= Great Depression in Chile =

The Great Depression that begun 1929 was felt strongly in Chile from 1930 to 1932. Saltpetre and copper exports collapsed. The World Economic Survey of the League of Nations declared Chile the worst affected nation by the depression. Such economic devastation worsened Chile's economic prosperity, highlighted particularly in 1932 that exemplifies a rapid fall in exports, imports, GDP and the value of industrial production from pre-depression levels. Chiles exports dropped from US$279m in 1929 to US$35m in 1932, which in real terms corresponds to 1/6 of export level in 1929. In accordance to this time period, Chile's imports fell from US$197m in 1929 to US$26m in 1932 (Thorp 1984, p. 333). Similarly, real GDP dropped from 100 in 1929 to 67 in 1932, contributed by the fall of the value of production from 100 in 1929 to 77 in 1932 alongside a rapid decrease in the average annual production that reached the equivalent to one quarter of 1929 levels in December 1932. Alongside a decrease in employment in the mining sector, in terms of GDP and productive activity, mining dropped to 26.3 in 1932 from 1929 levels of 100.

Chile's economic struggles during the Depression were further compounded by a decrease of foreign loans. This contributed to an increase in Chile's budget deficit and reduced government revenue, resultant of their heavy reliance on Foreign financial support, in particular US support, to drive Economic growth pre-depression. Whilst Chile in 1929 received a total of US$338 million of foreign loans, in 1932 it only received US 23 million. In this same period, Chile's budget deficit rose from 31% of total expenditure in 1931 to 37% in 1932.

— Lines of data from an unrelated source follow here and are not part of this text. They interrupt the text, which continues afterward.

//! Domain service for authentication and account management.
//!
//! This is the surface the HTTP layer and CLI consume. Every method that acts
//! for a signed-in user takes the presented bearer token; identity is never
//! passed in directly.

use crate::domain::{AccountCodeId, TokenId, UserId};
use crate::gateway::GatewayError;
use crate::gateway::account_codes::{AccountCodeSummary, IssueAccountCode, IssuedCode};
use crate::gateway::permissions::GrantedPermission;
use crate::gateway::preauth::{LoginOutcome, NewAccount};
use crate::gateway::tokens::TokenSummary;
use crate::gateway::users::{SettingsUpdate, UserProfile};

pub type AuthResult<T> = Result<T, GatewayError>;

/// Domain service trait for authentication.
#[async_trait::async_trait]
pub trait AuthService: Send + Sync {
    /// Verifies credentials and mints a bearer token.
    ///
    /// # Errors
    ///
    /// Returns [`GatewayError::InvalidCredential`] for an unknown username and
    /// for a wrong password alike.
    async fn login(&self, username: &str, password: &str) -> AuthResult<LoginOutcome>;

    /// Revokes the token presented with this call.
    async fn logout(&self, token: Option<&str>) -> AuthResult<()>;

    /// Redeems an account-creation code.
    async fn create_account(&self, account: NewAccount) -> AuthResult<UserId>;

    /// Reports whether a code could be redeemed right now. No side effects.
    async fn validate_account_code(&self, code: &str) -> AuthResult<()>;

    /// First-run system code. Refused once any user or code exists.
    async fn bootstrap_account_code(&self, request: IssueAccountCode) -> AuthResult<IssuedCode>;

    async fn current_token(&self, token: Option<&str>) -> AuthResult<TokenSummary>;

    async fn list_tokens(&self, token: Option<&str>) -> AuthResult<Vec<TokenSummary>>;

    /// Manually revokes one of the caller's own tokens, by its listing id.
    async fn revoke_token(&self, token: Option<&str>, target: TokenId) -> AuthResult<()>;

    async fn current_user(&self, token: Option<&str>) -> AuthResult<UserProfile>;

    async fn update_settings(
        &self,
        token: Option<&str>,
        update: SettingsUpdate,
    ) -> AuthResult<UserProfile>;

    /// # Errors
    ///
    /// Returns [`GatewayError::InvalidCredential`] if the current password is wrong.
    async fn change_password(
        &self,
        token: Option<&str>,
        current_password: &str,
        new_password: &str,
    ) -> AuthResult<()>;

    /// Soft-deletes the caller and revokes all of their tokens.
    async fn delete_account(&self, token: Option<&str>) -> AuthResult<()>;

    async fn check_permission(&self, token: Option<&str>, name: &str) -> AuthResult<()>;

    /// All of `names` must be held. Stops at the first missing one.
    async fn check_permissions(&self, token: Option<&str>, names: Vec<String>) -> AuthResult<()>;

    async fn list_permissions(&self, token: Option<&str>) -> AuthResult<Vec<GrantedPermission>>;

    async fn grant_permission(
        &self,
        token: Option<&str>,
        user_id: UserId,
        name: &str,
    ) -> AuthResult<()>;

    async fn revoke_permission(
        &self,
        token: Option<&str>,
        user_id: UserId,
        name: &str,
    ) -> AuthResult<()>;

    async fn issue_account_code(
        &self,
        token: Option<&str>,
        request: IssueAccountCode,
    ) -> AuthResult<IssuedCode>;

    async fn list_account_codes(&self, token: Option<&str>)
    -> AuthResult<Vec<AccountCodeSummary>>;

    async fn revoke_account_code(&self, token: Option<&str>, code_id: AccountCodeId)
    -> AuthResult<()>;
}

==Political impact and response==
The crisis caused the authoritarian regime of Carlos Ibáñez del Campo to fall in July 1931 followed by a succession of short-lived governments until the election of Arturo Alessandri in December 1932. The state responded to the crisis by gradually raising tariffs, increasing internal demand and increasing control over the "flux and use" of foreign currency. Quotas and licences were established for imports and the gold convertibility was once again abolished in 1931.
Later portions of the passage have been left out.